Coevolution Regression and Composite Likelihood Estimation for Social Networks

Abstract

We study how social networks and nodal attributes influence each other over time. A multiplicative coevolution regression (MCR) model is proposed for longitudinal network and nodal attribute data. The coevolution model is based on the following three principles: autocorrelation, homophily and contagion. For the Gaussian MCR model, the maximum likelihood estimates can be obtained using ordinary least squares. We also extend the Gaussian MCR so that it can include latent factors or model ordinal data. A Bayesian method using Markov Chain Monte Carlo (MCMC) is used to estimate the parameters and latent factors. We then focus on developing a scalable method to estimate the parameters in models of very large binary network datasets. Maximum likelihood estimates are generally impossible to obtain because the full likelihood involves an intractable high dimensional integral. Also, full-likelihood Bayesian estimation is impractical for very large datasets as the MCMC algorithm is very slow.
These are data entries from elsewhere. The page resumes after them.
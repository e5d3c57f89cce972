//! Device configuration management.
//!
//! # Components
//!
//! - [`identity`] - station-mode network identity (host-testable)
//! - [`device`] - broker endpoint, cadence, thresholds and access point tunables

mod device;
mod identity;

pub use device::{
    AccessPointConfig, BrokerConfig, DeviceConfig, DeviceConfigError, JoinPolicy, Thresholds,
    AP_ADDRESS, AP_NAME, AP_SECRET, HIGH_THRESHOLD, JOIN_ATTEMPTS, JOIN_POLL_INTERVAL,
    LOW_THRESHOLD, POLL_PERIOD, RECONNECT_DELAY,
};
pub use identity::{IdentityError, NetworkIdentity, MAX_NAME_LEN, MAX_SECRET_LEN};
//! Portal request handling.
//!
//! Pure request-to-reply mapping, independent of the HTTP server so it can
//! be tested without sockets.

use super::PortalError;
use crate::config::NetworkIdentity;
use tiny_http::Method;

/// Path of the credential form.
pub const FORM_PATH: &str = "/";

/// Path the form submits to.
pub const SUBMIT_PATH: &str = "/savewifi";

const FORM_PAGE: &str = r#"<!DOCTYPE html>
<html>
<head>
<meta charset="utf-8">
<meta name="viewport" content="width=device-width, initial-scale=1">
<title>Invernadero - Configurar WiFi</title>
</head>
<body>
<h2>Configurar WiFi</h2>
<form action="/savewifi" method="post">
<label>SSID</label><br><input name="ssid" maxlength="31" required><br>
<label>Contrase&ntilde;a</label><br><input name="password" type="password" maxlength="63"><br><br>
<input type="submit" value="Guardar">
</form>
</body>
</html>
"#;

const SAVED_PAGE: &str = r#"<!DOCTYPE html>
<html>
<head><meta charset="utf-8"><title>Invernadero</title></head>
<body><h2>Credenciales guardadas. Reiniciando...</h2></body>
</html>
"#;

const STORE_FAILED_PAGE: &str = r#"<!DOCTYPE html>
<html>
<head><meta charset="utf-8"><title>Invernadero</title></head>
<body><h2>No se pudieron guardar las credenciales. Intente de nuevo.</h2></body>
</html>
"#;

/// Reply to a portal request.
#[derive(Debug, Clone, PartialEq, Eq)]
pub struct PortalReply {
    /// HTTP status code.
    pub status: u16,
    /// `Content-Type` header value.
    pub content_type: &'static str,
    /// Response body.
    pub body: String,
    /// Identity accepted by this request.
    pub identity: Option<NetworkIdentity>,
}

impl PortalReply {
    fn html(status: u16, body: &str) -> Self {
        Self {
            status,
            content_type: "text/html; charset=utf-8",
            body: body.to_string(),
            identity: None,
        }
    }

    /// Confirmation sent once a submitted identity is stored.
    pub fn saved() -> Self {
        Self::html(200, SAVED_PAGE)
    }

    /// Error sent when a valid submission could not be stored.
    pub fn store_failed() -> Self {
        Self::html(500, STORE_FAILED_PAGE)
    }

    fn text(status: u16, body: impl Into<String>) -> Self {
        Self {
            status,
            content_type: "text/plain; charset=utf-8",
            body: body.into(),
            identity: None,
        }
    }
}

/// Map a request to its reply.
pub fn handle_request(
    method: &Method,
    url: &str,
    content_type: Option<&str>,
    body: &[u8],
) -> PortalReply {
    let path = url.split_once('?').map_or(url, |(path, _)| path);

    match (method, path) {
        (Method::Get, FORM_PATH) => PortalReply::html(200, FORM_PAGE),
        (Method::Post, SUBMIT_PATH) => match parse_submission(content_type, body) {
            Ok(identity) => PortalReply {
                identity: Some(identity),
                ..PortalReply::saved()
            },
            Err(e) => PortalReply::text(400, e.to_string()),
        },
        _ => PortalReply::text(404, "Not Found"),
    }
}

/// Decode a credential submission.
///
/// JSON bodies (`{"ssid": .., "password": ..}`) are accepted when the
/// content type says so; everything else is treated as a urlencoded form.
/// A missing `password` means an open network.
pub fn parse_submission(
    content_type: Option<&str>,
    body: &[u8],
) -> Result<NetworkIdentity, PortalError> {
    let is_json = content_type
        .map(|ct| ct.trim().to_ascii_lowercase().starts_with("application/json"))
        .unwrap_or(false);
    if is_json {
        return Ok(NetworkIdentity::from_json(body)?);
    }

    let text = std::str::from_utf8(body).map_err(|_| PortalError::BadForm("body is not UTF-8"))?;
    let mut ssid = None;
    let mut password = None;
    for pair in text.split('&').filter(|p| !p.is_empty()) {
        let (key, value) = pair.split_once('=').unwrap_or((pair, ""));
        match url_decode(key)?.as_str() {
            "ssid" => ssid = Some(url_decode(value)?),
            "password" => password = Some(url_decode(value)?),
            _ => {}
        }
    }

    let ssid = ssid.ok_or(PortalError::BadForm("missing ssid"))?;
    Ok(NetworkIdentity::new(ssid, password.unwrap_or_default())?)
}

/// Decode one `application/x-www-form-urlencoded` component.
fn url_decode(input: &str) -> Result<String, PortalError> {
    let bytes = input.as_bytes();
    let mut out = Vec::with_capacity(bytes.len());
    let mut i = 0;
    while i < bytes.len() {
        match bytes[i] {
            b'+' => out.push(b' '),
            b'%' => {
                let hex = bytes
                    .get(i + 1..i + 3)
                    .filter(|h| h.iter().all(u8::is_ascii_hexdigit))
                    .and_then(|h| std::str::from_utf8(h).ok())
                    .and_then(|h| u8::from_str_radix(h, 16).ok())
                    .ok_or(PortalError::BadForm("bad percent escape"))?;
                out.push(hex);
                i += 2;
            }
            b => out.push(b),
        }
        i += 1;
    }
    String::from_utf8(out).map_err(|_| PortalError::BadForm("field is not UTF-8"))
}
We propose a triadic composite likelihood estimation method for exchangeable latent Gaussian network models, and extend it to q-node composite likelihood estimation for other exchangeable and non-exchangeable models. The maximum composite likelihood estimates are obtained by optimizing the composite likelihood using a stochastic gradient-based algorithm, where the gradients are approximated using Monte Carlo samples. For networks of moderate size, we show via simulations that composite likelihood estimation provides estimates as accurate as those provided by fully Bayesian estimation using MCMC. For very large datasets, fully Bayesian estimation is impractical, but composite likelihood estimation is feasible as its computational cost is essentially constant as a function of the network size.